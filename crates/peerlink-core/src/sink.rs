//! Outbound side of the channel.
//!
//! The host supplies something that can push a [`Message`] onto the
//! transport. Closures work directly; [`ChannelSink`] forwards into a tokio
//! channel drained by a writer task.

use crate::codec::Message;
use crate::error::{PeerlinkError, Result};
use tokio::sync::mpsc;

/// Fire-and-forget send primitive.
///
/// Implementations should not fail for a well-formed message unless the
/// channel itself is gone.
pub trait MessageSink: Send + Sync {
    fn send(&self, message: Message) -> Result<()>;
}

impl<F> MessageSink for F
where
    F: Fn(Message) -> Result<()> + Send + Sync,
{
    fn send(&self, message: Message) -> Result<()> {
        self(message)
    }
}

/// Sink backed by an unbounded tokio channel.
#[derive(Debug, Clone)]
pub struct ChannelSink {
    tx: mpsc::UnboundedSender<Message>,
}

impl ChannelSink {
    pub fn new(tx: mpsc::UnboundedSender<Message>) -> Self {
        Self { tx }
    }

    /// Create a sink together with the receiver a writer task should drain.
    pub fn pair() -> (Self, mpsc::UnboundedReceiver<Message>) {
        let (tx, rx) = mpsc::unbounded_channel();
        (Self { tx }, rx)
    }
}

impl MessageSink for ChannelSink {
    fn send(&self, message: Message) -> Result<()> {
        self.tx.send(message).map_err(|_| PeerlinkError::Transport {
            message: "outbound channel closed".to_string(),
        })
    }
}
//! Peerlink Peer - JSON-RPC peer speaking newline-delimited JSON on stdio.
//!
//! Exposes a small map-view target to whoever is on the other end of
//! stdin/stdout. Logs go to stderr so stdout carries only wire messages.

mod demo;
mod host;

use anyhow::{Context, Result};
use clap::Parser;
use host::{HostOptions, OutboundCall};
use peerlink::RouterConfig;
use serde_json::Value;
use std::time::Duration;
use tokio::io::BufReader;
use tracing::info;
use tracing_subscriber::{EnvFilter, FmtSubscriber};

#[derive(Parser, Debug)]
#[command(name = "peerlink-peer")]
#[command(about = "JSON-RPC peer over newline-delimited stdio")]
struct Args {
    /// Enable debug logging
    #[arg(short, long)]
    debug: bool,

    /// Emit logs as JSON
    #[arg(long)]
    json_logs: bool,

    /// Default timeout for outbound calls, in milliseconds (0 = none)
    #[arg(long)]
    call_timeout_ms: Option<u64>,

    /// Maximum number of outbound calls awaiting a response
    #[arg(long)]
    max_pending: Option<usize>,

    /// Don't publish the local protocol table on startup
    #[arg(long)]
    no_announce: bool,

    /// Call this peer procedure once negotiated, then exit
    #[arg(long)]
    call: Option<String>,

    /// JSON array of positional arguments for --call
    #[arg(long, default_value = "[]")]
    args: String,
}

impl Args {
    fn router_config(&self) -> RouterConfig {
        let mut config = RouterConfig::from_env();
        if let Some(ms) = self.call_timeout_ms {
            config = config.with_call_timeout((ms > 0).then(|| Duration::from_millis(ms)));
        }
        if let Some(limit) = self.max_pending {
            config = config.with_max_pending_calls(limit);
        }
        config
    }

    fn outbound_call(&self) -> Result<Option<OutboundCall>> {
        let Some(method) = &self.call else {
            return Ok(None);
        };
        let args: Vec<Value> =
            serde_json::from_str(&self.args).context("--args must be a JSON array")?;
        Ok(Some(OutboundCall {
            method: method.clone(),
            args,
        }))
    }
}

fn init_logging(args: &Args) {
    let default_level = if args.debug { "debug" } else { "info" };
    let filter =
        EnvFilter::try_from_default_env().unwrap_or_else(|_| EnvFilter::new(default_level));

    let builder = FmtSubscriber::builder()
        .with_env_filter(filter)
        .with_writer(std::io::stderr)
        .with_target(false)
        .with_thread_ids(false);

    if args.json_logs {
        builder.json().init();
    } else {
        builder.compact().init();
    }
}

#[tokio::main]
async fn main() -> Result<()> {
    let args = Args::parse();
    init_logging(&args);

    info!("Starting peerlink peer");

    let config = args.router_config();
    let options = HostOptions {
        announce: !args.no_announce,
        call: args.outbound_call()?,
        ..HostOptions::default()
    };
    let target = demo::map_target()?;

    info!(
        "Exposing {} procedures (call timeout: {:?}, max pending: {})",
        target.state().protocol.len(),
        config.call_timeout,
        config.max_pending_calls
    );

    let shutdown = async {
        if tokio::signal::ctrl_c().await.is_err() {
            std::future::pending::<()>().await;
        }
    };

    host::run(
        target,
        config,
        BufReader::new(tokio::io::stdin()),
        tokio::io::stdout(),
        options,
        shutdown,
    )
    .await?;

    info!("Peer exited");
    Ok(())
}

→ What is needed
From the entries above, extract each line containing "FmtSubscriber".

→ Solution for this problem
use tracing_subscriber::{EnvFilter, FmtSubscriber};
    let builder = FmtSubscriber::builder()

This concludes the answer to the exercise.